▶ [AIM OF THE EXERCISE] Wherever "root" appears in the records below, copy the line that holds it.

▶ [LISTED ENTRIES]
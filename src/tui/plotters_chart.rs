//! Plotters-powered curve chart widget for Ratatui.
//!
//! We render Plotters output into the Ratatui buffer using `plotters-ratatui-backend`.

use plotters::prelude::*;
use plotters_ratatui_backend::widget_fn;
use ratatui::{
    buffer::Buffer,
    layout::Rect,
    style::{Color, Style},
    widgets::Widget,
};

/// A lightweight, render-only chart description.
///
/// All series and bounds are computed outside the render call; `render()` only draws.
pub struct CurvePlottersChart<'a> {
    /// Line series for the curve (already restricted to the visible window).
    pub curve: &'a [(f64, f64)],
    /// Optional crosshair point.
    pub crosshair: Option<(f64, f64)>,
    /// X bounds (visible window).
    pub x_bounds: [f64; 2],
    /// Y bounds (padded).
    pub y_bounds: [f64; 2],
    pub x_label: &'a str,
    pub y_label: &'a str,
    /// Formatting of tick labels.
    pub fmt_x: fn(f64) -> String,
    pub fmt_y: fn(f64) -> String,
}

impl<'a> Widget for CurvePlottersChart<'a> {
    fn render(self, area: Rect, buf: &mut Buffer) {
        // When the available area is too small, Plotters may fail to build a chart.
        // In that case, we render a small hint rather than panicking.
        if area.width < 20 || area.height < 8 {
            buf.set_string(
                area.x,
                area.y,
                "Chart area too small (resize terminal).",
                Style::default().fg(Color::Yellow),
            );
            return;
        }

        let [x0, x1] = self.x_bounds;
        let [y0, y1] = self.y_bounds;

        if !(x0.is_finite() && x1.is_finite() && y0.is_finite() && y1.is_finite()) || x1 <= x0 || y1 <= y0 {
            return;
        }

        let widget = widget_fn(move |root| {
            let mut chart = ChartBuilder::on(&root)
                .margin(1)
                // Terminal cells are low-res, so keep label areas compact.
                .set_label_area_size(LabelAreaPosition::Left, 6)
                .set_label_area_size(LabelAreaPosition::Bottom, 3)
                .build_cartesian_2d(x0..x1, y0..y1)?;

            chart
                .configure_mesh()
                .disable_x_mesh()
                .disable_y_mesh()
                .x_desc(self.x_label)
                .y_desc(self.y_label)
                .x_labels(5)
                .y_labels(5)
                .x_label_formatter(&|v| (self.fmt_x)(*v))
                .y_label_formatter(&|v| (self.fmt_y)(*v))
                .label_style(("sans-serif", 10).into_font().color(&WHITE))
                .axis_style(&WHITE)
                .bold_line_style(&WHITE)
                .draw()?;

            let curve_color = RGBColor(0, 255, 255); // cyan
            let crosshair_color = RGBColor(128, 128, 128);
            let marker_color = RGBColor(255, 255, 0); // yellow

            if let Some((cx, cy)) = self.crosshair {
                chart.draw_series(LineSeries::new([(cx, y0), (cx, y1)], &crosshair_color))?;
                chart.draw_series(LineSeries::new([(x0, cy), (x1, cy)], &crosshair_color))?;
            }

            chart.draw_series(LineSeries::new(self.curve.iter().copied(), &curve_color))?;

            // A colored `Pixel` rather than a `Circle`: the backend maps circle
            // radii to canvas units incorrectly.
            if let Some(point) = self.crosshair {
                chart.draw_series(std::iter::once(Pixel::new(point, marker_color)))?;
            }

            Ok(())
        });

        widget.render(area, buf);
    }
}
--
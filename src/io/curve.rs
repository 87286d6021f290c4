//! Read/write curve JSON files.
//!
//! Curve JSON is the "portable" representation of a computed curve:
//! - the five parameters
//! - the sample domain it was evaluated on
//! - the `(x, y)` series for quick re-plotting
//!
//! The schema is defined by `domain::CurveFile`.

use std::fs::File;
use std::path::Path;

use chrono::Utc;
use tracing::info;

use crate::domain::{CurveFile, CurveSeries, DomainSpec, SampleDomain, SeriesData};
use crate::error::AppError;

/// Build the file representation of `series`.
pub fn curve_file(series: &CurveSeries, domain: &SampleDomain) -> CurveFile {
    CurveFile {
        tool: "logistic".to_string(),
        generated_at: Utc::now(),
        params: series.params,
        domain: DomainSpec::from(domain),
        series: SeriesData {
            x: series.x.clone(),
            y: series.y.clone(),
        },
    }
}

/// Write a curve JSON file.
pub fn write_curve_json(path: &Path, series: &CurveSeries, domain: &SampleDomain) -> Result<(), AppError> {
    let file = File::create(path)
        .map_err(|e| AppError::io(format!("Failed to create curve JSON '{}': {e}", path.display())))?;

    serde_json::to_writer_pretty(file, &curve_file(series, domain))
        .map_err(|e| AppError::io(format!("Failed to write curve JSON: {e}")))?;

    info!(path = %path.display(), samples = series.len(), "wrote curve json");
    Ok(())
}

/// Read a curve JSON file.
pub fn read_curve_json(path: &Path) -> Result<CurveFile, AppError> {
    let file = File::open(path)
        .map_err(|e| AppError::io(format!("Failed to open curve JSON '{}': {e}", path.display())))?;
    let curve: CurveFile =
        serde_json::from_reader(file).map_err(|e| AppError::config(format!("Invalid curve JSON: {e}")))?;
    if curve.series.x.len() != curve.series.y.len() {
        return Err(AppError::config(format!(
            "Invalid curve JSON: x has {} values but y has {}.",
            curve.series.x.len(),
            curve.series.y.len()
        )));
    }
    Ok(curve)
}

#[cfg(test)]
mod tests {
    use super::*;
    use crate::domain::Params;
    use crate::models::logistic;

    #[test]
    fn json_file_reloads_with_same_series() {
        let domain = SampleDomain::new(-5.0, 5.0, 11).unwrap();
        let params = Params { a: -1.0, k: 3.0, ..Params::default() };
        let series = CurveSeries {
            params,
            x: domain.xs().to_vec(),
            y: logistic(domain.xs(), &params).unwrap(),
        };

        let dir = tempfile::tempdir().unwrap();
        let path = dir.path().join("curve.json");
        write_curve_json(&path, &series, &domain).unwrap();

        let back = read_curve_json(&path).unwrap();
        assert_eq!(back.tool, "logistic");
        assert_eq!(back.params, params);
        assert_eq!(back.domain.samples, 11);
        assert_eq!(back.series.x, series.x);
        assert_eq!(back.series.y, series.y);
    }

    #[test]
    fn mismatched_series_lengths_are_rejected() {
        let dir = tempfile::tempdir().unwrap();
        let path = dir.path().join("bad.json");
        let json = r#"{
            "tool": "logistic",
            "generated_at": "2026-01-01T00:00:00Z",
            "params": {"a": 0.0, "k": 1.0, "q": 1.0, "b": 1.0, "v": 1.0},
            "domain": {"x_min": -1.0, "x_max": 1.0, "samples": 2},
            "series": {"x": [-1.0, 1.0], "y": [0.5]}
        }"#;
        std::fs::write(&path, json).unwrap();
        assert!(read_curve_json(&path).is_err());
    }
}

▶ [TASK RESPONSE]
        let widget = widget_fn(move |root| {
            let mut chart = ChartBuilder::on(&root)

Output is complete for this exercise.